Gue langsung duduk di foodcourt dimana kita ketemuan. Gue diem. Kesel. Dia datang penuh senyuman seolah semua dalam keadaan baikbaik saja. Dia mencubit pipi gue, yang langsung gue tangkis. Dia langsung berbicara, sedangkan gue mengalihkan pandangan dan tidak berbicara sepatah katapun padanya. Dia memberiku surat dan boneka babi. Lambat laun dia mulai ‘Ngeh’ dengan kondisi. “Mana Nia yang cerewet?” katanya riang. Gue diem. “Nia, mau liat luka ku?” tanyanya seraya menunjukkan jidatnya yang ditutupi perban. Aku hanya ber ‘ohh’ sesaat. Dia menceritakan apa yang sesungguhnya, di sakit RADANG OTAK!. Dan gue kembali diem. Di saat-saat seperti ini harusnya gue bisa menimbulkan rasa sedikit sayang, sedikit prihatin sama dia. Tapi ga bisa! Kecewa gue benerbener mendalam. Muak dengan keadaan, gue pamit pulang. Sebelumnya, gue mengeluarkan 2 buah kartu ucapan yang uda gue design buat dia. Gue suruh dia baca. Salah satunya gue ambil. Gue robek-robek sampai kecil didepan muka dia. Lalu gue lempar. Ditangannya masih ada kartu ucapanku lagi, ia baca lalu menitikkan air mata. Memelukku. Aku sambut pelukannya. “Cepet sembuh. Cukup aku yang kecewa.” Ucapkuu pelan. Nyaris tak keluar. Akupun meninggalkan tempat itu.

Malemnya, gue sms.
“Maaf, gue ga bisa bersikap biasa ke lo. Gue ga bisa sms panjang-panjang lagi. Gue terlalu sakit. Hati gue hancur. Gue sayang sama lo. Sayang sekali. Mungkin bohong lo terlalu sepele. Tapi itu ‘dalem’ buat gue. Maaf. Baikbaik lo disana”

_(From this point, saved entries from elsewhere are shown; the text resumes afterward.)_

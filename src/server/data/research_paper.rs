use sea_orm::{ActiveModelTrait, ActiveValue, DatabaseConnection, DbErr, EntityTrait, QueryOrder};

use crate::server::model::research_paper::{CreateResearchPaperParams, ResearchPaper};

pub struct ResearchPaperRepository<'a> {
    db: &'a DatabaseConnection,
}

impl<'a> ResearchPaperRepository<'a> {
    pub fn new(db: &'a DatabaseConnection) -> Self {
        Self { db }
    }

    pub async fn create(&self, params: CreateResearchPaperParams) -> Result<ResearchPaper, DbErr> {
        let entity = entity::research_paper::ActiveModel {
            title: ActiveValue::Set(params.title),
            authors: ActiveValue::Set(params.authors),
            publication_date: ActiveValue::Set(params.publication_date),
            journal: ActiveValue::Set(params.journal),
            paper_link: ActiveValue::Set(params.paper_link),
            ..Default::default()
        }
        .insert(self.db)
        .await?;

        Ok(ResearchPaper::from_entity(entity))
    }

    /// Gets all research papers, newest (highest ID) first
    pub async fn get_all(&self) -> Result<Vec<ResearchPaper>, DbErr> {
        let papers = entity::prelude::ResearchPaper::find()
            .order_by_desc(entity::research_paper::Column::Id)
            .all(self.db)
            .await?;

        Ok(papers.into_iter().map(ResearchPaper::from_entity).collect())
    }

    /// Deletes a research paper, returning whether a row was removed
    pub async fn delete(&self, id: i32) -> Result<bool, DbErr> {
        let result = entity::prelude::ResearchPaper::delete_by_id(id)
            .exec(self.db)
            .await?;

        Ok(result.rows_affected > 0)
    }
}
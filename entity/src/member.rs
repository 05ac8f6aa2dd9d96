use sea_orm::entity::prelude::*;

#[derive(Clone, Debug, PartialEq, Eq, DeriveEntityModel)]
#[sea_orm(table_name = "member")]
pub struct Model {
    #[sea_orm(primary_key)]
    pub id: i32,
    pub category: String,
    pub name: Option<String>,
    pub email: Option<String>,
    pub phone: Option<String>,
    pub blood_group: Option<String>,
    pub designation: Option<String>,
    pub field_interest: Option<String>,
    pub position_work: Option<String>,
    pub expertise: Option<String>,
    #[sea_orm(unique)]
    pub student_id: Option<String>,
    pub reg_no: Option<String>,
    pub batch: Option<String>,
    pub area_interest: Option<String>,
}

#[derive(Copy, Clone, Debug, EnumIter, DeriveRelation)]
pub enum Relation {
    #[sea_orm(has_many = "super::member_research_link::Entity")]
    MemberResearchLink,
}

impl Related<super::member_research_link::Entity> for Entity {
    fn to() -> RelationDef {
        Relation::MemberResearchLink.def()
    }
}

impl ActiveModelBehavior for ActiveModel {}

Sampe sekarang gue ga pernah lagi mau balas sms dia. Kalaupun harus gue bales. Gue bakal bales sesingkat mungkin.
Satu hal yang mungkin dia ga tau dan ga akan pernah tau. Gue uda maafin dia dan sampai kapanpun gue baka keinget sma dia. Tapi untuk kembali berhubungan lagi, gue belum siap. Gue masih trauma.